Collected data entries:
☆ ☆ ☆ ☆
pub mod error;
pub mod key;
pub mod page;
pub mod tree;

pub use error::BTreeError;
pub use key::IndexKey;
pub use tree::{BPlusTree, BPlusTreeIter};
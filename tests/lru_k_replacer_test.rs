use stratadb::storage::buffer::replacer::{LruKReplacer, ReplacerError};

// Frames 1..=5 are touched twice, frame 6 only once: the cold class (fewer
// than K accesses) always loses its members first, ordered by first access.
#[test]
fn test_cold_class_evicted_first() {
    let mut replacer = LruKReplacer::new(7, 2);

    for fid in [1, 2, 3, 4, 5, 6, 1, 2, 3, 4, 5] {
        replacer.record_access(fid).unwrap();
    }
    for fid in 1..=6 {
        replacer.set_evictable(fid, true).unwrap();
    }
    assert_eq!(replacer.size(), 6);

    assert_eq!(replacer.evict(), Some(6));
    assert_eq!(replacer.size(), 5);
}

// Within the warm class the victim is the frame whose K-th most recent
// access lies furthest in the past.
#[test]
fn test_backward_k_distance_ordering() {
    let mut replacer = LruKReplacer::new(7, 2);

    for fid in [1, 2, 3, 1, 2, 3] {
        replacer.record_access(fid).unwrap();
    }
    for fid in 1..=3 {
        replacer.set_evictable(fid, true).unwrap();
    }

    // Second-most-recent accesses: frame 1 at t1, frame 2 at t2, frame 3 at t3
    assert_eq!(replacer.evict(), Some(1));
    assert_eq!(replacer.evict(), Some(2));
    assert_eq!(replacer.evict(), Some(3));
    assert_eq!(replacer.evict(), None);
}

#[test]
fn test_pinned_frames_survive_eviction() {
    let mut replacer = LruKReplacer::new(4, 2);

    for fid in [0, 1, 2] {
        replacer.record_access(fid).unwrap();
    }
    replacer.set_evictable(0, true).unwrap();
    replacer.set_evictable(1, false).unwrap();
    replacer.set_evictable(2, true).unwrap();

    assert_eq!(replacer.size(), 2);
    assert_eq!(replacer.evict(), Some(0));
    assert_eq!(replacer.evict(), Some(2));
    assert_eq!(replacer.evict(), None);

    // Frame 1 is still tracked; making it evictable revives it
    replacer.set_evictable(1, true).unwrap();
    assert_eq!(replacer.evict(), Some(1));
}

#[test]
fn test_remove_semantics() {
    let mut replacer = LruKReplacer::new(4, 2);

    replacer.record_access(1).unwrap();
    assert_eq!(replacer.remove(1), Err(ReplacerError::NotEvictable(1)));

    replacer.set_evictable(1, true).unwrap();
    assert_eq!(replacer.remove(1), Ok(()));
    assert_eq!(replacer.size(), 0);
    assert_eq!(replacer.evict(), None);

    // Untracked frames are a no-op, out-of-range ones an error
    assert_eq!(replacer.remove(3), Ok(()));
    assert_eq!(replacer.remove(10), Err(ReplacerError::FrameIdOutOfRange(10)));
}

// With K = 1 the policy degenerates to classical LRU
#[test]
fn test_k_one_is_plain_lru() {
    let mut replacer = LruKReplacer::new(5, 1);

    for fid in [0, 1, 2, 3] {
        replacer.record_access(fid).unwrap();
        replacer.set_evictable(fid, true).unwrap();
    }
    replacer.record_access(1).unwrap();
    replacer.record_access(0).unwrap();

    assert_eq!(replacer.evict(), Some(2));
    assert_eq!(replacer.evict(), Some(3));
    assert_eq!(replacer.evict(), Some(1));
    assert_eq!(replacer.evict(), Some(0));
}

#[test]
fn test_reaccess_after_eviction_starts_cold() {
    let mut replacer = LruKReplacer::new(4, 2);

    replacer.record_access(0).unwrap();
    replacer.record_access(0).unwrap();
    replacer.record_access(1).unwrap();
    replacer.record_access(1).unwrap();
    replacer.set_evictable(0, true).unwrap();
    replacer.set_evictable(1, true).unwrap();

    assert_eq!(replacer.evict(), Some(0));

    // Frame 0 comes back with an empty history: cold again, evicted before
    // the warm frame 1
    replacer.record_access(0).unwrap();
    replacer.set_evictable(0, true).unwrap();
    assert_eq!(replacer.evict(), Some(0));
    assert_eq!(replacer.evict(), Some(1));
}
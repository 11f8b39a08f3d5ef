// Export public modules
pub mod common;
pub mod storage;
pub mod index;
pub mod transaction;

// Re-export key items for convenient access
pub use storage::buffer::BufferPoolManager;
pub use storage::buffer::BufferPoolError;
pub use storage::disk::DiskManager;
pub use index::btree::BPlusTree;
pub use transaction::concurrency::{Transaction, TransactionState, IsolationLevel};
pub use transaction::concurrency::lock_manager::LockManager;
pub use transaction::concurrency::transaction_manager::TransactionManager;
☆ ☆ ☆ ☆
▶ PROBLEM REQUIREMENTS
Check each line above for the word "most", and copy the lines where it appears.

▶ RESULT FOR THIS EXERCISE
// Within the warm class the victim is the frame whose K-th most recent
    // Second-most-recent accesses: frame 1 at t1, frame 2 at t2, frame 3 at t3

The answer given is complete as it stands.